- Opening Delimiter -

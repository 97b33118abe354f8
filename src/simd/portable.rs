//! Portable backend built on fixed-width scalar lane arrays.
//!
//! Used when `build.rs` finds neither AVX2+FMA nor NEON (`cfg(fallback)`), or when
//! `LANEKIT_FORCE_PORTABLE=1` is set. The lane arrays keep the same multi-accumulator
//! structure as the hardware backends, which LLVM is free to map onto whatever vector
//! unit the target has.
//!
//! [`edge_tile`] is compiled into every build: `matmul` uses it for the partial tiles
//! along the right and bottom edges of C regardless of backend.

use num::Float;

use crate::simd::check_tile;

pub const NAME: &str = "portable";

/// Rows of C per register tile.
pub const TILE_ROWS: usize = 4;
/// Columns of C per f32 register tile.
pub const F32_TILE_COLS: usize = 8;
/// Columns of C per f64 register tile.
pub const F64_TILE_COLS: usize = 8;

/// Running totals kept by the f32 reductions.
pub const F32_LANES: usize = 16;
/// Running totals kept by the f64 reductions.
pub const F64_LANES: usize = 8;

// ================================================================================================
// LANE REDUCTIONS
// ================================================================================================

/// Folds `L` running totals by halving: `acc[i] += acc[i + L/2]` until one is left.
#[inline(always)]
fn combine<T: Float, const L: usize>(mut acc: [T; L]) -> T {
    debug_assert!(L.is_power_of_two(), "lane count must be a power of two");

    let mut width = L;
    while width > 1 {
        width /= 2;
        for i in 0..width {
            acc[i] = acc[i] + acc[i + width];
        }
    }
    acc[0]
}

/// Sum with `L` independent running totals; element `i` lands in total `i % L`.
#[inline]
pub fn lane_sum<T: Float, const L: usize>(values: &[T]) -> T {
    let mut acc = [T::zero(); L];

    let chunks = values.chunks_exact(L);
    let rest = chunks.remainder();

    for chunk in chunks {
        for (total, &x) in acc.iter_mut().zip(chunk) {
            *total = *total + x;
        }
    }
    for (total, &x) in acc.iter_mut().zip(rest) {
        *total = *total + x;
    }

    combine(acc)
}

/// Dot product with `L` independent running totals.
///
/// # Panics
///
/// Panics if `a` and `b` have different lengths.
#[inline]
pub fn lane_dot<T: Float, const L: usize>(a: &[T], b: &[T]) -> T {
    assert_eq!(a.len(), b.len(), "Vectors must be the same length");

    let mut acc = [T::zero(); L];

    let a_chunks = a.chunks_exact(L);
    let b_chunks = b.chunks_exact(L);
    let (a_rest, b_rest) = (a_chunks.remainder(), b_chunks.remainder());

    for (ca, cb) in a_chunks.zip(b_chunks) {
        for ((total, &x), &y) in acc.iter_mut().zip(ca).zip(cb) {
            *total = *total + x * y;
        }
    }
    for ((total, &x), &y) in acc.iter_mut().zip(a_rest).zip(b_rest) {
        *total = *total + x * y;
    }

    combine(acc)
}

// ================================================================================================
// REGISTER TILES
// ================================================================================================

/// `C[0..MR, 0..NR] += A[0..MR, 0..kc] · B[0..kc, 0..NR]` with the tile held in a local array.
///
/// # Panics
///
/// Panics if the tile does not fit inside `a`, `b` or `c`.
#[allow(clippy::too_many_arguments)]
#[inline]
pub fn register_tile<T: Float, const MR: usize, const NR: usize>(
    a: &[T],
    lda: usize,
    b: &[T],
    ldb: usize,
    c: &mut [T],
    ldc: usize,
    kc: usize,
) {
    check_tile(a.len(), lda, b.len(), ldb, c.len(), ldc, MR, NR, kc);

    let mut acc = [[T::zero(); NR]; MR];
    for (r, row) in acc.iter_mut().enumerate() {
        row.copy_from_slice(&c[r * ldc..r * ldc + NR]);
    }

    for p in 0..kc {
        let b_row = &b[p * ldb..p * ldb + NR];
        for (r, row) in acc.iter_mut().enumerate() {
            let a_rp = a[r * lda + p];
            for (cell, &b_pj) in row.iter_mut().zip(b_row) {
                *cell = *cell + a_rp * b_pj;
            }
        }
    }

    for (r, row) in acc.iter().enumerate() {
        c[r * ldc..r * ldc + NR].copy_from_slice(row);
    }
}

/// Partial tile `C[0..rows, 0..cols] += A[0..rows, 0..kc] · B[0..kc, 0..cols]`.
///
/// Handles the right and bottom fringes of C that are narrower than a register tile.
/// Each cell accumulates its products in increasing `p` order.
///
/// # Panics
///
/// Panics if the tile does not fit inside `a`, `b` or `c`.
#[allow(clippy::too_many_arguments)]
pub fn edge_tile<T: Float>(
    a: &[T],
    lda: usize,
    b: &[T],
    ldb: usize,
    c: &mut [T],
    ldc: usize,
    rows: usize,
    cols: usize,
    kc: usize,
) {
    check_tile(a.len(), lda, b.len(), ldb, c.len(), ldc, rows, cols, kc);

    for r in 0..rows {
        let a_row = &a[r * lda..];
        let c_row = &mut c[r * ldc..r * ldc + cols];
        for (j, cell) in c_row.iter_mut().enumerate() {
            let mut total = *cell;
            for (p, &a_rp) in a_row[..kc].iter().enumerate() {
                total = total + a_rp * b[p * ldb + j];
            }
            *cell = total;
        }
    }
}

// ================================================================================================
// BACKEND ENTRY POINTS
// ================================================================================================

#[inline]
pub fn sum_f32(values: &[f32]) -> f32 {
    lane_sum::<f32, F32_LANES>(values)
}

#[inline]
pub fn sum_f64(values: &[f64]) -> f64 {
    lane_sum::<f64, F64_LANES>(values)
}

#[inline]
pub fn dot_f32(a: &[f32], b: &[f32]) -> f32 {
    lane_dot::<f32, F32_LANES>(a, b)
}

#[inline]
pub fn dot_f64(a: &[f64], b: &[f64]) -> f64 {
    lane_dot::<f64, F64_LANES>(a, b)
}

#[inline]
pub fn tile_f32(a: &[f32], lda: usize, b: &[f32], ldb: usize, c: &mut [f32], ldc: usize, kc: usize) {
    register_tile::<f32, TILE_ROWS, F32_TILE_COLS>(a, lda, b, ldb, c, ldc, kc)
}

#[inline]
pub fn tile_f64(a: &[f64], lda: usize, b: &[f64], ldb: usize, c: &mut [f64], ldc: usize, kc: usize) {
    register_tile::<f64, TILE_ROWS, F64_TILE_COLS>(a, lda, b, ldb, c, ldc, kc)
}
//! `lanekit-report`: compares every kernel against the strict-order reference and ndarray.
//!
//! Inputs are seeded uniform values in `[-1, 1]`, sized like the benchmarks. Each
//! comparison is logged as a structured `tracing` event; nothing is asserted.

use anyhow::Context;
use clap::{Parser, ValueEnum};
use ndarray::{Array1, Array2, LinalgScalar};
use rand::{distr::uniform::SampleUniform, rngs::StdRng};
use tracing::info;

use lanekit::{
    reference::{
        l2_distance, max_abs_diff, naive_dot, naive_matmul, naive_matvec, naive_sum, seeded_rng,
        uniform_vec,
    },
    Element, BACKEND,
};

const SUM_LEN: usize = 10_000;
const DOT_LEN: usize = 512;
const MATVEC_SHAPE: (usize, usize) = (32, 64);
/// `(m, n, k)`
const MATMUL_SHAPES: [(usize, usize, usize); 4] = [(48, 48, 48), (96, 96, 96), (144, 144, 144), (144, 48, 96)];

#[derive(Parser, Debug)]
#[command(name = "lanekit-report")]
#[command(version)]
#[command(about = "Report how far the optimized kernels drift from naive and ndarray results", long_about = None)]
struct Cli {
    /// Seed of the input generator
    #[arg(long, default_value_t = 42)]
    seed: u64,

    /// Kernel to report on
    #[arg(long, value_enum, default_value_t = Kernel::All)]
    kernel: Kernel,

    /// Element type
    #[arg(long, value_enum, default_value_t = Precision::F64)]
    precision: Precision,
}

#[derive(Copy, Clone, Debug, PartialEq, Eq, ValueEnum)]
enum Kernel {
    Sum,
    Dot,
    Matvec,
    Matmul,
    All,
}

impl Kernel {
    fn includes(self, other: Kernel) -> bool {
        self == Kernel::All || self == other
    }
}

#[derive(Copy, Clone, Debug, PartialEq, Eq, ValueEnum)]
enum Precision {
    F32,
    F64,
}

fn main() {
    tracing_subscriber::fmt()
        .with_env_filter(
            tracing_subscriber::EnvFilter::from_default_env()
                .add_directive(tracing::Level::INFO.into()),
        )
        .init();

    let cli = Cli::parse();
    info!(backend = BACKEND, seed = cli.seed, precision = ?cli.precision, "lanekit report");

    let result = match cli.precision {
        Precision::F32 => report::<f32>(&cli),
        Precision::F64 => report::<f64>(&cli),
    };

    if let Err(e) = result {
        eprintln!("Error: {:#}", e);
        std::process::exit(1);
    }
}

fn report<T>(cli: &Cli) -> anyhow::Result<()>
where
    T: Element + SampleUniform + LinalgScalar,
{
    let mut rng = seeded_rng(cli.seed);

    if cli.kernel.includes(Kernel::Sum) {
        report_sum::<T>(&mut rng);
    }
    if cli.kernel.includes(Kernel::Dot) {
        report_dot::<T>(&mut rng);
    }
    if cli.kernel.includes(Kernel::Matvec) {
        report_matvec::<T>(&mut rng).context("matvec report failed")?;
    }
    if cli.kernel.includes(Kernel::Matmul) {
        for &(m, n, k) in &MATMUL_SHAPES {
            report_matmul::<T>(&mut rng, m, n, k)
                .with_context(|| format!("matmul report failed for {m}x{n}x{k}"))?;
        }
    }

    Ok(())
}

fn report_sum<T: Element + SampleUniform + LinalgScalar>(rng: &mut StdRng) {
    let values: Vec<T> = uniform_vec(SUM_LEN, rng);

    let optimized = lanekit::sum(&values);
    let naive = naive_sum(&values);
    let baseline = Array1::from_vec(values).sum();

    info!(
        kernel = "sum",
        n = SUM_LEN,
        %optimized,
        diff_naive = %(optimized - naive),
        diff_ndarray = %(optimized - baseline),
    );
}

fn report_dot<T: Element + SampleUniform + LinalgScalar>(rng: &mut StdRng) {
    let a: Vec<T> = uniform_vec(DOT_LEN, rng);
    let b: Vec<T> = uniform_vec(DOT_LEN, rng);

    let optimized = lanekit::dot(&a, &b);
    let naive = naive_dot(&a, &b);
    let baseline = Array1::from_vec(a).dot(&Array1::from_vec(b));

    info!(
        kernel = "dot",
        n = DOT_LEN,
        %optimized,
        diff_naive = %(optimized - naive),
        diff_ndarray = %(optimized - baseline),
    );
}

fn report_matvec<T: Element + SampleUniform + LinalgScalar>(rng: &mut StdRng) -> anyhow::Result<()> {
    let (rows, cols) = MATVEC_SHAPE;
    let matrix: Vec<T> = uniform_vec(rows * cols, rng);
    let vector: Vec<T> = uniform_vec(cols, rng);

    let mut optimized = vec![T::zero(); rows];
    let mut naive = vec![T::zero(); rows];
    lanekit::matvec(&matrix, rows, cols, &vector, &mut optimized);
    naive_matvec(&matrix, rows, cols, &vector, &mut naive);

    let baseline = Array2::from_shape_vec((rows, cols), matrix)?.dot(&Array1::from_vec(vector));
    let baseline = baseline.to_vec();

    info!(
        kernel = "matvec",
        rows,
        cols,
        l2_naive = %l2_distance(&optimized, &naive),
        l2_ndarray = %l2_distance(&optimized, &baseline),
    );
    Ok(())
}

fn report_matmul<T: Element + SampleUniform + LinalgScalar>(
    rng: &mut StdRng,
    m: usize,
    n: usize,
    k: usize,
) -> anyhow::Result<()> {
    let a: Vec<T> = uniform_vec(m * k, rng);
    let b: Vec<T> = uniform_vec(k * n, rng);

    let mut optimized = vec![T::zero(); m * n];
    let mut naive = vec![T::zero(); m * n];
    lanekit::matmul(&a, &b, &mut optimized, m, n, k);
    naive_matmul(&a, &b, &mut naive, m, n, k);

    let a = Array2::from_shape_vec((m, k), a)?;
    let b = Array2::from_shape_vec((k, n), b)?;
    let baseline = a.dot(&b).iter().copied().collect::<Vec<T>>();

    info!(
        kernel = "matmul",
        m,
        n,
        k,
        max_diff_naive = %max_abs_diff(&optimized, &naive),
        max_diff_ndarray = %max_abs_diff(&optimized, &baseline),
    );
    Ok(())
}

- Closing Delimiter -

## Work required
Please copy the lines above from the line with "let (rows, cols) = MATVEC_SHAPE;" up to and including the line with "let a: Vec<T> = uniform_vec(m * k, rng);", exactly as written and with nothing else.

## Written solution
    let (rows, cols) = MATVEC_SHAPE;
    let matrix: Vec<T> = uniform_vec(rows * cols, rng);
    let vector: Vec<T> = uniform_vec(cols, rng);

    let mut optimized = vec![T::zero(); rows];
    let mut naive = vec![T::zero(); rows];
    lanekit::matvec(&matrix, rows, cols, &vector, &mut optimized);
    naive_matvec(&matrix, rows, cols, &vector, &mut naive);

    let baseline = Array2::from_shape_vec((rows, cols), matrix)?.dot(&Array1::from_vec(vector));
    let baseline = baseline.to_vec();

    info!(
        kernel = "matvec",
        rows,
        cols,
        l2_naive = %l2_distance(&optimized, &naive),
        l2_ndarray = %l2_distance(&optimized, &baseline),
    );
    Ok(())
}

fn report_matmul<T: Element + SampleUniform + LinalgScalar>(
    rng: &mut StdRng,
    m: usize,
    n: usize,
    k: usize,
) -> anyhow::Result<()> {
    let a: Vec<T> = uniform_vec(m * k, rng);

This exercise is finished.